«En Russie, le religieux est indissociable de l’identité nationale» (PARMENTIER pour Le Figaro)

FIGAROVOX/ENTRETIEN – Florent Parmentier dresse pour FigaroVox le portrait de la Russie religieuse. Celle-ci, très marquée par un regain spirituel consécutif à la chute du système soviétique, intègre la religion à sa politique d’influence régionale. Le nationalisme permet également la cohabitation entre chrétiens et musulmans.

FIGAROVOX.- Vu depuis la France, le fait religieux en Russie semble indissociable de la vie politique. Est-ce la réalité, ou bien existe-t-il une relative autonomie du religieux par rapport à l’État

Florent PARMENTIER.- Le fait religieux est en Russie indissociable de l’identité nationale de la population majoritaire, christianisée depuis le Xe siècle. Moscou s’est revendiquée au cours de son histoire comme une «troisième Rome», après Rome et Byzance, ce qui permettait de justifier le pouvoir absolu – ce qui n’a pas empêché l’empire de s’agrandir dans des territoires dominés par d’autres religions.
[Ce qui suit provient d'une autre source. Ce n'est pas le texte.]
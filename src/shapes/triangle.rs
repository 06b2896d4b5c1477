//! This module defines a Triangle and the primitive-level intersection hook.

use crate::aabb::{Aabb, Bounded};
use crate::ray::{Ray, TriangleIntersection};
use crate::{Point3, Vector3};

/// A triangle struct. The primitive the bottom-level hierarchies are built over.
#[derive(Debug, Clone, Copy, PartialEq)]
#[cfg_attr(feature = "serde", derive(serde::Serialize, serde::Deserialize))]
pub struct Triangle {
    /// First vertex.
    pub v0: Point3,
    /// Second vertex.
    pub v1: Point3,
    /// Third vertex.
    pub v2: Point3,
}

impl Triangle {
    /// Creates a new triangle from its three vertices.
    pub fn new(v0: Point3, v1: Point3, v2: Point3) -> Triangle {
        Triangle { v0, v1, v2 }
    }

    /// Returns the centroid `(v0 + v1 + v2) / 3`.
    pub fn center(&self) -> Point3 {
        Point3::from((self.v0.coords + self.v1.coords + self.v2.coords) / 3.0)
    }

    /// Returns the point with barycentric coordinates `(w, u, v)`, where `w = 1 - u - v`
    /// weights `v0`, `u` weights `v1` and `v` weights `v2`.
    ///
    /// # Examples
    /// ```
    /// use photon_bvh::shapes::Triangle;
    /// use photon_bvh::Point3;
    ///
    /// let triangle = Triangle::new(
    ///     Point3::new(0.0, 0.0, 0.0),
    ///     Point3::new(1.0, 0.0, 0.0),
    ///     Point3::new(0.0, 1.0, 0.0),
    /// );
    /// assert_eq!(triangle.point_at(0.25, 0.5), Point3::new(0.25, 0.5, 0.0));
    /// ```
    pub fn point_at(&self, u: f32, v: f32) -> Point3 {
        let w = 1.0 - u - v;
        Point3::from(self.v0.coords * w + self.v1.coords * u + self.v2.coords * v)
    }

    /// Unnormalized geometric normal `(v1 - v0) x (v2 - v0)`.
    pub fn normal(&self) -> Vector3 {
        (self.v1 - self.v0).cross(&(self.v2 - self.v0))
    }
}

impl Bounded for Triangle {
    fn aabb(&self) -> Aabb {
        Aabb::empty().grow(&self.v0).grow(&self.v1).grow(&self.v2)
    }
}

/// Primitive-level closest-hit hook called by the traversals for every primitive of a
/// visited leaf.
pub trait Intersect {
    /// Intersects `ray` with this primitive. Returns `None` on a miss or when the hit lies
    /// outside `[ray.tmin, ray.tmax]`.
    fn intersect(&self, ray: &Ray) -> Option<TriangleIntersection>;
}

impl Intersect for Triangle {
    #[inline(always)]
    fn intersect(&self, ray: &Ray) -> Option<TriangleIntersection> {
        ray.intersects_triangle(self)
    }
}

impl<T: Intersect> Intersect for &T {
    #[inline(always)]
    fn intersect(&self, ray: &Ray) -> Option<TriangleIntersection> {
        T::intersect(self, ray)
    }
}

#[cfg(test)]
mod tests {
    use crate::aabb::Bounded;
    use crate::shapes::Triangle;
    use crate::testbase::{tuple_to_point, tuplevec_small_strategy};
    use crate::Point3;

    use proptest::prelude::*;

    #[test]
    fn test_center_and_aabb() {
        let triangle = Triangle::new(
            Point3::new(0.0, 0.0, 0.0),
            Point3::new(3.0, 0.0, -3.0),
            Point3::new(0.0, 6.0, 0.0),
        );
        assert_eq!(triangle.center(), Point3::new(1.0, 2.0, -1.0));
        let aabb = triangle.aabb();
        assert_eq!(aabb.min, Point3::new(0.0, 0.0, -3.0));
        assert_eq!(aabb.max, Point3::new(3.0, 6.0, 0.0));
    }

    proptest! {
        // The centroid of a triangle always lies inside its bounding box.
        #[test]
        fn test_center_inside_aabb(a in tuplevec_small_strategy(),
                                   b in tuplevec_small_strategy(),
                                   c in tuplevec_small_strategy()) {
            let triangle = Triangle::new(tuple_to_point(&a), tuple_to_point(&b), tuple_to_point(&c));
            let aabb = triangle.aabb();
            prop_assert!(aabb.approx_contains_aabb_eps(&triangle.center().aabb(), 1e-3));
        }
    }
}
Après 1917, l’athéisme radical, scientifique, devient la norme, la religion orthodoxe étant plus particulièrement ciblée, mais cela n’a pas empêché Staline de mettre une pause à cette politique anticléricale après le début de l’opération Barbarossa de l’Allemagne nazie en 1941.
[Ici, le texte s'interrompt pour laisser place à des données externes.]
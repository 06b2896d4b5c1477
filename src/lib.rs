//! A crate which builds, compresses and traverses bounding volume hierarchies over
//! triangle meshes, for CPU ray casting and for upload to GPU compute traversal.
//!
//! ## About
//!
//! A [`Bvh`] is a binary tree of axis aligned boxes over the triangles of a mesh. Nodes live
//! in one contiguous array, the children of an inner node are stored next to each other, and
//! leaves reference a range of a primitive permutation array instead of the triangles
//! themselves. The same node and permutation arrays are traversed on the CPU and uploaded
//! verbatim for GPU traversal.
//!
//! A [`CompressedBvh`] stores every node box as six small integers relative to the box of
//! its parent, which shrinks a node to 16 bytes with `u8` coordinates.
//!
//! Scenes with many meshes use a two-level layout: a top-level [`Bvh`] over instance boxes,
//! where every leaf descends into the bottom-level [`Bvh`] of one mesh (see [`tlas::Scene`]).
//!
//! ## Example
//!
//! ```
//! use photon_bvh::bvh::{BuildOptions, Bvh};
//! use photon_bvh::ray::Ray;
//! use photon_bvh::shapes::Geometry;
//! use photon_bvh::{Point3, Vector3};
//!
//! let positions = [
//!     Point3::new(0.0, 0.0, 0.0),
//!     Point3::new(1.0, 0.0, 0.0),
//!     Point3::new(0.0, 1.0, 0.0),
//! ];
//! let geometry = Geometry::from_indexed(&positions, &[0, 1, 2]).unwrap();
//! let bvh = Bvh::build(&geometry.aabbs, &geometry.centers, &BuildOptions::default()).unwrap();
//!
//! let mut ray = Ray::new(Point3::new(0.25, 0.25, 5.0), Vector3::new(0.0, 0.0, -1.0));
//! let hit = bvh.intersect(&mut ray, &geometry.triangles);
//! assert!(hit.is_hit());
//! assert_eq!(hit.primitive_index, 0);
//! ```
//!
//! ## Features
//!
//! - `rayon` (default **enabled**) - parallel geometry extraction and per-pixel tracing
//! - `serde` (default **disabled**) - adds `Serialize` and `Deserialize` implementations for
//!   the geometry types and [`bvh::BuildOptions`]
//!

/// Float type used by this crate.
pub type Real = f32;

/// Point math type used by this crate. Type alias for [`nalgebra::Point3`].
pub type Point3 = nalgebra::Point3<Real>;

/// Vector math type used by this crate. Type alias for [`nalgebra::Vector3`].
pub type Vector3 = nalgebra::Vector3<Real>;

/// Matrix math type used by this crate. Type alias for [`nalgebra::Matrix4`].
pub type Matrix4 = nalgebra::Matrix4<Real>;

/// Reserved index meaning "no primitive", "no instance" or "no parent".
pub const INVALID_INDEX: u32 = u32::MAX;

pub mod aabb;
pub mod bvh;
pub mod camera;
pub mod cbvh;
pub mod error;
pub mod gpu;
pub mod ray;
pub mod render;
pub mod shapes;
pub mod tlas;
mod utils;

#[cfg(test)]
mod testbase;

pub use crate::bvh::{Bvh, Hit};
pub use crate::cbvh::CompressedBvh;
pub use crate::error::BvhError;

#[cfg(doctest)]
doc_comment::doctest!("../README.md");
Aujourd’hui, sans être une religion d’État, la religion orthodoxe bénéficie d’une série de privilèges par rapport aux autres cultes, du fait de ses relations avec le pouvoir politique. Mais, malgré tout, tant le pouvoir que l’Église sont conscients qu’une trop grande proximité peut nuire à chacune des parties.

Les Russes sont quatre fois plus nombreux aujourd’hui à se dire croyants que sous l’URSS. Comment expliquez-vous ce retour massif à la religion?
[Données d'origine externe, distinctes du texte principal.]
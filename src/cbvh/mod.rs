//! Quantized compression of a [`Bvh`](crate::bvh::Bvh) into the compact node layout shared
//! by CPU and GPU traversal.

mod cbvh_impl;
mod quantize;

pub use self::cbvh_impl::*;
pub use self::quantize::*;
Deux phénomènes permettent d’expliquer ce chiffre extrêmement évocateur: d’une part la nécessité de retrouver des repères dans une société qui avait perdu les siens ; la «fin de l’Homme rouge», pour reprendre l’expression de Svetlana Alexievitch, appelait à un nouvel horizon de sens. La religion a pu jouer ce rôle, fournissant une explication aux difficultés en cours.

D’autre part, il existait une pratique religieuse souterraine du temps de l’URSS, qui a pu sortir au grand jour avec la chute de l’Union soviétique. La nature de l’Orthodoxie, dont le pouvoir ecclésiastique est lié au pouvoir politique, peut expliquer cet état de fait. Dans ce contexte, l’appel des dirigeants politiques, notamment les présidents Eltsine et Poutine, à renouer avec une vie spirituelle prend tout son sens.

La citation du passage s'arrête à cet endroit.